Desert Firecrackers

My daddy used to say the desert heat of Arizona must fry people’s brains. Of course, he was speaking of how when Easterners came out here they seemed to forget how to cook. But, this stands out in other areas. Especially, politically. Then, again, I think it’s a requirement to have your brain fried, in order to be a modern-day politician, no matter which state you may call home.

Today’s topic is about Arizona’s most stupid recent law. Before the anti-gun and anti-SB1070 people get into their hootin’ and hollerin’ thinking ‘even that old broad gets it’, I’m not even touching those topics anymore than I would touch a fellow with open, oozing sores.

In my opinion, the most stupid recent law is making it legal for private citizens to shoot off fireworks.

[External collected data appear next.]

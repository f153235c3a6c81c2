//! Build information API endpoint
//!
//! Provides version and build metadata for display in the UI footer

use axum::response::Json;
use serde::Serialize;

/// Build information response
#[derive(Debug, Serialize)]
pub struct BuildInfo {
    pub version: String,
    pub git_hash: String,
    pub build_timestamp: String,
    pub build_profile: String,
}

/// GET /api/build_info
///
/// Returns build identification information
pub async fn get_build_info() -> Json<BuildInfo> {
    Json(BuildInfo {
        version: env!("CARGO_PKG_VERSION").to_string(),
        git_hash: env!("GIT_HASH").to_string(),
        build_timestamp: env!("BUILD_TIMESTAMP").to_string(),
        build_profile: env!("BUILD_PROFILE").to_string(),
    })
}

As far back as I could remember fireworks had been completely illegal to buy and use in Arizona. People from out of state would sometimes voice feeling sorry for us that we couldn’t have the fun of personally causing explosions. Honestly, I never felt too terrible about it.

Perhaps it has something to do with being scared of fireworks for half my life. Then, again, as a child I was scared of anything that was too much for my fragile senses. This included cold pool water and the sound of sirens.

I quickly got over the fear of swimming and have since learned how to hold in the urge to cry whenever I hear the shriek of a siren. Fireworks? I now find them fascinating. The way I got over that fear was the first 4th of July celebration I ever attended with Mr. Greene. We stood under a palm tree and he kissed me throughout the whole fireworks demonstration. I have never been scared of fireworks again.

So, this last winter Arizona was hit by this foreign substance that makes many people run outside and dance around like they’re Gene Kelly. Rain. Yes. By golly! We saw rain. Gobs of it, too. Rain leads to plant growth. So the rumor goes. When the summer sun smiles too much on those pretty green plants, they soon turn to brown. This makes Arizona into a not-so-happy giant tinder box.

You can’t even let a match look at the dry and now thirsty shrubbery without it burning a few thousand acres. Yet, we have tents set up in every grocery store parking lot selling things that go *KABOOM*.

When the local university can’t even put on a fireworks display without stopping abruptly because they set the mountain on fire — Again, how are we supposed to expect a private citizen to safely set these off in their backyards?

Mr. Greene says this is really a great source of revenue for the state. First, the state gets the local sales tax from the sale of the fireworks. Then, there is the money for the fines when people shoot them off, since most of the cities in Arizona have said, “You can buy them. You just can’t use them in most of the state.” It’s almost better than the lottery. But, at least with the lottery you have a chance to win. Plus, you don’t run the risk of burning anything down.